Теперь даже трудно себе представить степень негодования, охватившую тогдашнюю «передовую общественность», когда обнаружилось, что «гнусный поступок» Есенина не выдумка, не «навет черной сотни», а непреложный факт. Бросились к Есенину за разъяснениями. Он сперва отмалчивался. Потом признался. Потом взял признание обратно. Потом куда-то исчез, не то на фронт, не то в рязанскую деревню…
Возмущение вчерашним любимцем было огромно. Оно принимало порой комические формы. Так, С. И. Чацкина, очень богатая и еще более передовая дама, всерьез называвшая издаваемый ею журнал «Северные записки» — «тараном искусства по царизму», на пышном приеме в своей гостеприимной квартире истерически рвала рукописи и письма Есенина, визжа: «Отогрели змею! Новый Распутин! Второй Протопопов!» Тщетно ее более сдержанный супруг Я. Л. Сакер уговаривал расходившуюся меценатку не портить здоровья «из-за какого-то ренегата».
Опубликованные за последние десять — пятнадцать лет документы позволили довольно полно представить реальные обстоятельства зачисления Есенина санитаром в Царскосельский полевой военно-санитарный поезд N 143, его службы там с апреля 1916 по март 1917 года и выступления на одном из концертов в присутствии Александры Федоровны. Дело обстояло так: призванный, как и тысячи других «ратников второго разряда», Есенин при содействии Н. А. Клюева был зачислен санитаром в военно-санитарный поезд, причисленный к одному из царскосельских лазаретов, находившемуся под патронажем императрицы. В этом лазарете, размещавшемся в так называемом Феодоровском городке — комплексе зданий, возведенных в псевдорусском «петушковом» стиле, который почитался в определенных кругах за истинно национальный, периодически устраивались концерты для раненых.
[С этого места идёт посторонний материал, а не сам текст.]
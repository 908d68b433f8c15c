//! **Pool** — the public connection-pool facade (`spec.md` §4.4, §4.7, §4.8).

use std::fmt;
use std::future::Future;
use std::sync::atomic::Ordering;
use std::sync::Arc;

use crate::counters::Stats;
use crate::driver::Driver;
use crate::error::{Error, Result};

pub(crate) mod connection;
pub(crate) mod idle;
pub(crate) mod inner;
pub(crate) mod maintainer;
pub(crate) mod options;

pub use connection::PooledConnection;
pub use options::PoolOptions;

use inner::PoolInner;

/// A bounded, concurrent pool of connections produced by a [`Driver`].
///
/// Cheap to clone; every clone shares the same underlying pool.
pub struct Pool<D: Driver>(Arc<PoolInner<D>>);

impl<D: Driver> Pool<D> {
    /// Returns a [`PoolOptions`] builder with the default configuration.
    pub fn builder() -> PoolOptions {
        PoolOptions::new()
    }

    pub(crate) fn from_inner(inner: Arc<PoolInner<D>>) -> Self {
        Self(inner)
    }

    /// Blocks the calling thread until a healthy connection is available.
    ///
    /// Bridges the driver's async interface onto a synchronous call the same
    /// way a worker thread would: by driving the acquisition future to
    /// completion on the current thread.
    pub fn get_connection(&self) -> Result<PooledConnection<D>> {
        futures_executor::block_on(self.0.acquire())
    }

    /// Returns a future that resolves to a healthy connection.
    ///
    /// The acquisition itself runs on a spawned task, independent of whether
    /// the returned future is ever polled to completion: if it is dropped
    /// before the task finishes, the connection it obtained is fed back
    /// through the ordinary reuse path instead of leaking as a phantom
    /// `inuse` (`spec.md` §5, "Cancellation").
    pub fn get_connection_async(&self) -> impl Future<Output = Result<PooledConnection<D>>> + 'static
    where
        D::Connection: 'static,
    {
        let inner = Arc::clone(&self.0);
        let (tx, rx) = tokio::sync::oneshot::channel();

        tokio::spawn(async move {
            let acquired = inner.acquire().await;

            if let Err(unsent) = tx.send(acquired) {
                if let Ok(conn) = unsent {
                    conn.dispose();
                }
            }
        });

        async move { rx.await.unwrap_or(Err(Error::PoolTerminated)) }
    }

    /// A point-in-time snapshot of the pool's counters (`spec.md` §4.7).
    pub fn stats(&self) -> Stats {
        self.0.counters.snapshot()
    }

    /// Terminates the pool: no new connections are started, every idle
    /// connection is disconnected, and any blocked or future
    /// [`get_connection`][Self::get_connection] call fails fast with
    /// [`Error::PoolTerminated`]. In-use connections are unaffected until
    /// their holder disposes of them, at which point they take the
    /// retirement branch of the reuse path.
    pub fn dispose(&self) {
        self.0.terminate.store(true, Ordering::Release);
        self.0.idle.wake_all();
        futures_executor::block_on(self.0.drain());

        let destroyed = self.0.counters.destroyed_without_dispose();
        if destroyed > 0 && self.0.counters.any_reusable() {
            tracing::warn!(
                destroyed,
                "connections were dropped without calling dispose(); each was still \
                 released correctly, but the pool could not scrub it for reuse"
            );
        }
    }
}

impl<D: Driver> Clone for Pool<D> {
    fn clone(&self) -> Self {
        Self(Arc::clone(&self.0))
    }
}

impl<D: Driver> fmt::Debug for Pool<D> {
    fn fmt(&self, f: &mut fmt::Formatter<'_>) -> fmt::Result {
        let stats = self.stats();
        f.debug_struct("Pool")
            .field("max_connections", &self.0.options().max_connections)
            .field("min_spare_connections", &self.0.options().min_spare_connections)
            .field("stats", &stats)
            .field("terminated", &self.0.terminate.load(Ordering::Acquire))
            .finish()
    }
}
В одном из таких концертов, состоявшемся 22 июля 1916 года, Есенин читал свои стихи. Потом его водили представляться императрице, которая обронила несколько слов. В этом концерте, как и в других, приняли участие многие известные и не очень известные петроградские артисты. Для всех выступавших это было заурядным событием, одним из очередных концертов. Никто и не вспоминал потом об этом случае.
С санитарным поездом, как и другие служащие, сестры, врачи, Есенин не раз выезжал на фронт. «Многие льготы», о которых он упоминает в одной из автобиографий, состояли разве что в том, что он получал изредка увольнительные в Петроград и мог встретиться кое с кем из литературных знакомых, да раз после операции аппендицита получил увольнительную на две недели и съездил на родину. Рядом с ним служили санитарами и писарями десятки таких же вчерашних новобранцев, которые тянули свою солдатскую лямку. Вот эта вполне ординарная солдатская служба молодого поэта и стала под пером иных современников основой фантастических домыслов.
Глухие отсветы каких-то петроградских разговоров, близкие по духу тому, что приведен, встречаются в воспоминаниях В. Ф. Ходасевича и некоторых других современников. Но самое поразительное, что эта легенда вдруг нашла поддержку у одного из современных исследователей, попытавшегося на этой основе говорить о «царистских настроениях поэта».
Особенно много подобных россказней в историю есенинской жизни внесли его «собратья» имажинисты. Их мемуары полны всевозможными историями о самых невероятных похождениях, главным героем которых выступает Есенин. При этом ему отводится роль не только участника, но едва ли не организатора и вдохновителя. Пальму первенства здесь удерживает «Роман без вранья» А. Б. Мариенгофа.